First I posted this in Outrage of the Day, but then I moved it here--because I consider this Action Research, the kind of research academics should undertake before we are totally buried.

Here are a few reasons why what Chester Finn reveals (below) about the tax status of Michelle Rhee's new organization is so important. Important and dangerous.

1) The identity of donors can remain secret;

2) Students First is a PAC, meaning its purpose is to get the politicos she likes elected [could this be Bloomberg's first move toward the Presidency?]

3) The press won't mention any of this, but will continue to portray Michelle Rhee as the Queen of Reform.


As I showed in my article Race to the Top and the Bill Gates Connection Extra!, Sept. 2010 (published by FAIR: Fairness & Accuracy in Reporting) education reporters love PACS. Space constraints prevented the publication of sidebars, which were picked up by Substance. These sidebars reveal that in some 700 articles on Race to the Top and the Common Core Standards published between between mid-May 2009 and mid-July 2010, 154 education experts (eliminating politicos and union hacks) were cited. Twenty-three of these "experts" were cited five or more times. For example, Chester Finn, Mike Petrilli and Andy Smarick at the Thomas B. Fordham Institute were cited 49 times. Education Week wants you to know that Smarick is a "prolific writer on Race to the Top." Might there be more telling information here? When citing Finn (president of the Fordham Institute), Sam Dillon and Tamar Lewin at the New York Times identify him simply as "president of an education research group in Washington." In another article, Dillon identifies him as "former assistant secretary of education who has long called for national standards," and in another, a "writer of an influential education blog."

Sometimes, Education Week quoted Fordham Institute people in three articles in the same issue.

But it gets worse. Take a look at these two sidebars and think about the spin put on how these individuals are identified; think about how it affects the reader's ability to understand what they say about Race to the Top and the Common Core Standards.
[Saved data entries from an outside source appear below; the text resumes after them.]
//! The persisted receiver configuration and its storage seam.

use core::fmt;

use crate::hid_desc::ReportId;


/// Layout version of the configuration record. Records with another version are rejected.
pub const CONFIG_VERSION: u8 = 20;
/// Highest input channel a mapping entry may reference (1-based).
pub const MAX_INPUT_CHANNELS: u8 = 16;
/// Number of joystick axes.
pub const MAX_OUTPUT_CHANNELS: usize = 7;

pub const MIN_SYNC_WIDTH_RANGE: (u16, u16) = (2000, 10_000);
pub const PULSE_WIDTH_CENTER_RANGE: (u16, u16) = (500, 3000);
pub const PULSE_WIDTH_RANGE_RANGE: (u16, u16) = (10, 3000);

/// `flags` bit selecting the inverted signal polarity.
pub const FLAG_INVERTED_SIGNAL: u8 = 1 << 0;


#[derive(Clone, Copy, Debug, PartialEq, Eq)]
#[cfg_attr(feature = "defmt", derive(defmt::Format))]
pub enum ConfigError {
	VersionMismatch { found: u8 },
	InvalidLength,
	SyncWidthOutOfRange,
	PulseWidthCenterOutOfRange,
	PulseWidthRangeOutOfRange,
	InvalidMapping { output: u8, input: u8 },
}

impl fmt::Display for ConfigError {
	fn fmt(&self, f: &mut fmt::Formatter<'_>) -> fmt::Result {
		match self {
			ConfigError::VersionMismatch { found } => write!(f, "configuration version {found}, expected {CONFIG_VERSION}"),
			ConfigError::InvalidLength => write!(f, "configuration record has the wrong length"),
			ConfigError::SyncWidthOutOfRange => write!(f, "minimum sync width out of range"),
			ConfigError::PulseWidthCenterOutOfRange => write!(f, "pulse width center out of range"),
			ConfigError::PulseWidthRangeOutOfRange => write!(f, "pulse width range out of range"),
			ConfigError::InvalidMapping { output, input } => write!(f, "output {output} mapped to invalid input {input}"),
		}
	}
}


/// Receiver settings.
///
/// Serialized as a 20-byte little endian record which doubles as the payload of the
/// configuration HID report.
#[derive(Clone, Copy, Debug, PartialEq, Eq)]
#[cfg_attr(feature = "defmt", derive(defmt::Format))]
pub struct Configuration {
	pub flags: u8,
	/// Shortest PPM pause recognised as a frame boundary, in µs.
	pub min_sync_width: u16,
	/// Pulse width mapped to the axis center, in µs.
	pub pulse_width_center: u16,
	/// Pulse width deviation from the center mapped to full deflection, in µs.
	pub pulse_width_range: u16,
	/// PPM clock skew correction, 0x8000 is 1.0.
	pub clock_correction: u16,
	/// Bit `n` inverts output channel `n`.
	pub invert: u8,
	/// Input channel (1-based) driving each output channel, 0 when unmapped.
	pub mapping: [u8; MAX_OUTPUT_CHANNELS],
}

impl Configuration {
	pub const SIZE: usize = 20;

	pub const DEFAULT: Self = Self {
		flags: 0,
		min_sync_width: 3500,
		pulse_width_center: 1500,
		pulse_width_range: 550,
		clock_correction: 0x8000,
		invert: 0,
		mapping: [1, 2, 3, 4, 5, 6, 7],
	};

	pub fn inverted_signal(&self) -> bool {
		self.flags & FLAG_INVERTED_SIGNAL != 0
	}

	/// Sets the inverted signal option.
	pub fn with_inverted_signal(&mut self, inverted: bool) -> &mut Self {
		if inverted {
			self.flags |= FLAG_INVERTED_SIGNAL;
		}
		else {
			self.flags &= !FLAG_INVERTED_SIGNAL;
		}

		self
	}

	/// Maps `output` to the 1-based `input` channel, or unmaps it with 0.
	pub fn with_mapping(&mut self, output: usize, input: u8) -> &mut Self {
		if let Some(entry) = self.mapping.get_mut(output) {
			*entry = input;
		}

		self
	}

	/// Sets whether `output` is inverted.
	pub fn with_output_inverted(&mut self, output: usize, inverted: bool) -> &mut Self {
		if output < MAX_OUTPUT_CHANNELS {
			if inverted {
				self.invert |= 1 << output;
			}
			else {
				self.invert &= !(1 << output);
			}
		}

		self
	}

	pub fn is_output_inverted(&self, output: usize) -> bool {
		output < MAX_OUTPUT_CHANNELS && self.invert & (1 << output) != 0
	}

	/// Checks every field against its bounds.
	pub fn validate(&self) -> Result<(), ConfigError> {
		let within = |value: u16, (min, max): (u16, u16)| (min..=max).contains(&value);

		if !within(self.min_sync_width, MIN_SYNC_WIDTH_RANGE) {
			return Err(ConfigError::SyncWidthOutOfRange);
		}

		if !within(self.pulse_width_center, PULSE_WIDTH_CENTER_RANGE) {
			return Err(ConfigError::PulseWidthCenterOutOfRange);
		}

		if !within(self.pulse_width_range, PULSE_WIDTH_RANGE_RANGE) {
			return Err(ConfigError::PulseWidthRangeOutOfRange);
		}

		for (output, input) in self.mapping.iter().enumerate() {
			if *input > MAX_INPUT_CHANNELS {
				return Err(ConfigError::InvalidMapping { output: output as u8, input: *input });
			}
		}

		Ok(())
	}

	/// Converts the configuration into its persisted record.
	/// The first byte is the configuration report ID.
	pub fn to_bytes(&self) -> [u8; Self::SIZE] {
		let mut bytes = [0u8; Self::SIZE];

		bytes[0] = ReportId::Configuration as u8;
		bytes[1] = CONFIG_VERSION;
		bytes[2] = self.flags;
		bytes[4..6].copy_from_slice(&self.min_sync_width.to_le_bytes());
		bytes[6..8].copy_from_slice(&self.pulse_width_center.to_le_bytes());
		bytes[8..10].copy_from_slice(&self.pulse_width_range.to_le_bytes());
		bytes[10..12].copy_from_slice(&self.clock_correction.to_le_bytes());
		bytes[12] = self.invert;
		bytes[13..].copy_from_slice(&self.mapping);

		bytes
	}

	/// Parses and validates a persisted record.
	pub fn from_bytes(bytes: &[u8]) -> Result<Self, ConfigError> {
		let bytes: &[u8; Self::SIZE] = bytes.try_into().map_err(|_| ConfigError::InvalidLength)?;

		if bytes[1] != CONFIG_VERSION {
			return Err(ConfigError::VersionMismatch { found: bytes[1] });
		}

		let word = |offset: usize| u16::from_le_bytes([bytes[offset], bytes[offset + 1]]);
		let mut mapping = [0u8; MAX_OUTPUT_CHANNELS];
		mapping.copy_from_slice(&bytes[13..]);

		let configuration = Self {
			flags: bytes[2],
			min_sync_width: word(4),
			pulse_width_center: word(6),
			pulse_width_range: word(8),
			clock_correction: word(10),
			invert: bytes[12],
			mapping,
		};

		configuration.validate()?;
		Ok(configuration)
	}
}

impl Default for Configuration {
	fn default() -> Self {
		Self::DEFAULT
	}
}


/// Non-volatile storage holding one configuration record.
pub trait ConfigStore {
	type Error;

	fn read_block(&mut self, block: &mut [u8; Configuration::SIZE]) -> Result<(), Self::Error>;
	fn write_block(&mut self, block: &[u8; Configuration::SIZE]) -> Result<(), Self::Error>;

	/// Reads the stored configuration. Returns `None` if it cannot be read or is invalid.
	fn load(&mut self) -> Option<Configuration> {
		let mut block = [0u8; Configuration::SIZE];
		if self.read_block(&mut block).is_err() {
			crate::log_warn!("Configuration storage read failed");
			return None;
		}

		match Configuration::from_bytes(&block) {
			Ok(configuration) => Some(configuration),
			Err(error) => {
				crate::log_warn!("Stored configuration rejected: {:?}", error);
				None
			}
		}
	}

	fn save(&mut self, configuration: &Configuration) -> Result<(), Self::Error> {
		self.write_block(&configuration.to_bytes())
	}
}


/// A configuration store in RAM. Starts erased.
#[derive(Clone, Debug)]
pub struct MemoryStore {
	block: [u8; Configuration::SIZE],
}

impl MemoryStore {
	pub const fn new() -> Self {
		Self { block: [0xFF; Configuration::SIZE] }
	}

	pub fn block(&self) -> &[u8; Configuration::SIZE] {
		&self.block
	}
}

impl Default for MemoryStore {
	fn default() -> Self {
		Self::new()
	}
}

impl ConfigStore for MemoryStore {
	type Error = core::convert::Infallible;

	fn read_block(&mut self, block: &mut [u8; Configuration::SIZE]) -> Result<(), Self::Error> {
		block.copy_from_slice(&self.block);
		Ok(())
	}

	fn write_block(&mut self, block: &[u8; Configuration::SIZE]) -> Result<(), Self::Error> {
		self.block = *block;
		Ok(())
	}
}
Michelle Rhee has already been crowned queen of education reform by Oprah, Time, and Newsweek. Prediction: Now she will be quote incessantly in the press as the reform guru. Incessantly. With no mention that her goal is put certain politicos in office. Instead, she'll be tagged as the woman who wants to save America's schools.

Sidebar 1 Democrats for Education Reform, a [rotten-to-the-core] Political Action Committee


Charles Barone


  • of Democrats for Education Reform, a New York-based advocacy group (Greg Toppo,
    "Race to the Top education grant propels reforms," USA Today, Nov. 4, 2009)


  • federal-policy director for Democrats for Education Reform, a New York City-based political action committee (Erik W. Robelen, "Education Stakes High in 2010 State Elections," Education Week, Dec. 16, 2009)


  • director of federal policy for Democrats for Education Reform, an advocacy group that has been tracking states' efforts (Amanda Paulson, "Education reform: California to join Race to the Top rush," Christian Science Monitor, Jan. 5, 2009)


  • director of federal policy for Democrats for Education Reform, a political action committee that has been highly critical of teachers' unions (Stephen Sawchuk, "Two State Unions Balking at 'Race to Top' Plans," Education Week, Jan. 6, 2010)


  • director of federal relations for Democrats for Education Reform (Alyson Klein, "District-State Tension an Issue in Race to the Top," Education Week, Jan. 14, 2010)


  • the director of federal legislation for Democrats for Education Reform, a political action committee based in New York City (Alyson Klein, "Education Dodges Obama's 'Freeze' Pledge," Education Week, Feb. 3, 2010)


  • of Democrats for Education Reform, a group that supports Race to the Top (Nick Anderson, "Virginia's effort for Race to the Top funds modest so far," Washington Post, Feb. 8, 2010)


  • helped craft the existing teacher-quality provisions in the NCLB law as an aide to Rep. George Miller, now the chairman of the House Education and Labor Committee. Washington-based research and advocacy group (Stephen Sawchuk, "Obama's Teacher Plans Stress Competitive Grants," Education Week, February 24, 2010)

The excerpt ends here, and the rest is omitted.